START DATA UNDER STUDY
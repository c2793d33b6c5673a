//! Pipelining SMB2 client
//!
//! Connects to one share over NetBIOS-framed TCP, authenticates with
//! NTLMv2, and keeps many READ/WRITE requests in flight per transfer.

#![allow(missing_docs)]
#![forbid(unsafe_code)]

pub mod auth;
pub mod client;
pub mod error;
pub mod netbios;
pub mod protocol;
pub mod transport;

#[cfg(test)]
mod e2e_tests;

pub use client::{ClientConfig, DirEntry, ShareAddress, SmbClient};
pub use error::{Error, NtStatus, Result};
END DATA UNDER STUDY
START DATA UNDER STUDY
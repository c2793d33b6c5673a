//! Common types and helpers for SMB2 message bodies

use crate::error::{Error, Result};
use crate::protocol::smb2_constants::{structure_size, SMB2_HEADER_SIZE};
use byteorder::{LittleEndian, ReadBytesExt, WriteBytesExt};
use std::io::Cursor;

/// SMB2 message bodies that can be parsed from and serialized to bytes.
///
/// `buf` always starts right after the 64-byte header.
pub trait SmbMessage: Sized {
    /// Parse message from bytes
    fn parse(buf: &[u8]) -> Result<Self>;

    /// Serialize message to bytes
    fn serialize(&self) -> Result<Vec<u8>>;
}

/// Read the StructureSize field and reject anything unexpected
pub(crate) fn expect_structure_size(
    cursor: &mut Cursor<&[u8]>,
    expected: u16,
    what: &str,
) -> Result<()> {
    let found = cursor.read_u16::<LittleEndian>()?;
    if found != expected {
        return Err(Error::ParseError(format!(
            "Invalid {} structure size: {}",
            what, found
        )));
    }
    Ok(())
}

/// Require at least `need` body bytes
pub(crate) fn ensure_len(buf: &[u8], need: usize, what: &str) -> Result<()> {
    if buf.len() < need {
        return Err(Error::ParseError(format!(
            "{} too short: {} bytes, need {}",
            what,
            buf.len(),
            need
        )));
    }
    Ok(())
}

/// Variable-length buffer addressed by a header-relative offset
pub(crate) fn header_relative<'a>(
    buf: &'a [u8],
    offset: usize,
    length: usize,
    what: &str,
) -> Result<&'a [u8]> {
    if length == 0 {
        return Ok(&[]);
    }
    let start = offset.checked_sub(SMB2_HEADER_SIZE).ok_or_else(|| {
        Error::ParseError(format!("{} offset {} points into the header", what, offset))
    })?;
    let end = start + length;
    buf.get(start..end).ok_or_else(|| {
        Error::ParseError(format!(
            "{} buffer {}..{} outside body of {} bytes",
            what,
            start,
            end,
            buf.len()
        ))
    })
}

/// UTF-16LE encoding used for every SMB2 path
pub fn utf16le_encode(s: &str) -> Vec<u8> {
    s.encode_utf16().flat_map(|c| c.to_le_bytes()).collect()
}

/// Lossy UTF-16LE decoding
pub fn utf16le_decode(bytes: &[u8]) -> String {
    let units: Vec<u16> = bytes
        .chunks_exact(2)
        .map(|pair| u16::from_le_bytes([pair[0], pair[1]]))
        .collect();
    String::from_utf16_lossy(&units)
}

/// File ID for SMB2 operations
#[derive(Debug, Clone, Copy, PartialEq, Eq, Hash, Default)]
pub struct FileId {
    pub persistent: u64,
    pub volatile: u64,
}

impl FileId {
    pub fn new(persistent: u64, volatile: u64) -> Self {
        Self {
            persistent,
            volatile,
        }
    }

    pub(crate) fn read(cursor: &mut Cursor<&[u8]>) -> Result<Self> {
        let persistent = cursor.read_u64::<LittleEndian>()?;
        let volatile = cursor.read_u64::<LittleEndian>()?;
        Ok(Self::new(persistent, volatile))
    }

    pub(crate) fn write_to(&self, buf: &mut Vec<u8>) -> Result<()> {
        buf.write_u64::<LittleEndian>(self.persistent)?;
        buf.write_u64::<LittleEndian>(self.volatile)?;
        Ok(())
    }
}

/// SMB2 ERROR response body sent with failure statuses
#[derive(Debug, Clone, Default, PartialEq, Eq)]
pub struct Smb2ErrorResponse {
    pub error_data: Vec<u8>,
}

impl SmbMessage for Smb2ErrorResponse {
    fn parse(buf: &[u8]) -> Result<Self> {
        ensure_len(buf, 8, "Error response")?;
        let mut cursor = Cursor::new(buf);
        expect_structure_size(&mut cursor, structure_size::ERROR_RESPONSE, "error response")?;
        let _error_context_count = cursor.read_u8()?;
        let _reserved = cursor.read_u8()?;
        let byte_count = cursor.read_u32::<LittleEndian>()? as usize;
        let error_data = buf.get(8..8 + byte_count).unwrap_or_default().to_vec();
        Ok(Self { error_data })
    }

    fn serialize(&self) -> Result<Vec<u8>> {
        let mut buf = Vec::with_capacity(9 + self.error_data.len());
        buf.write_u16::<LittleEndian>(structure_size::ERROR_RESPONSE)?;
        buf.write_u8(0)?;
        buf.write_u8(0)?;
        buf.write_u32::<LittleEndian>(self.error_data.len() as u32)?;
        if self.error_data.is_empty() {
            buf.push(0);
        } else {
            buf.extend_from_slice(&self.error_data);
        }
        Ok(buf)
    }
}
END DATA UNDER STUDY
The expected answer is a copy of every line in the entries that holds the word "offset".

EXERCISE OUTPUT:
/// Variable-length buffer addressed by a header-relative offset
    offset: usize,
    let start = offset.checked_sub(SMB2_HEADER_SIZE).ok_or_else(|| {
        Error::ParseError(format!("{} offset {} points into the header", what, offset))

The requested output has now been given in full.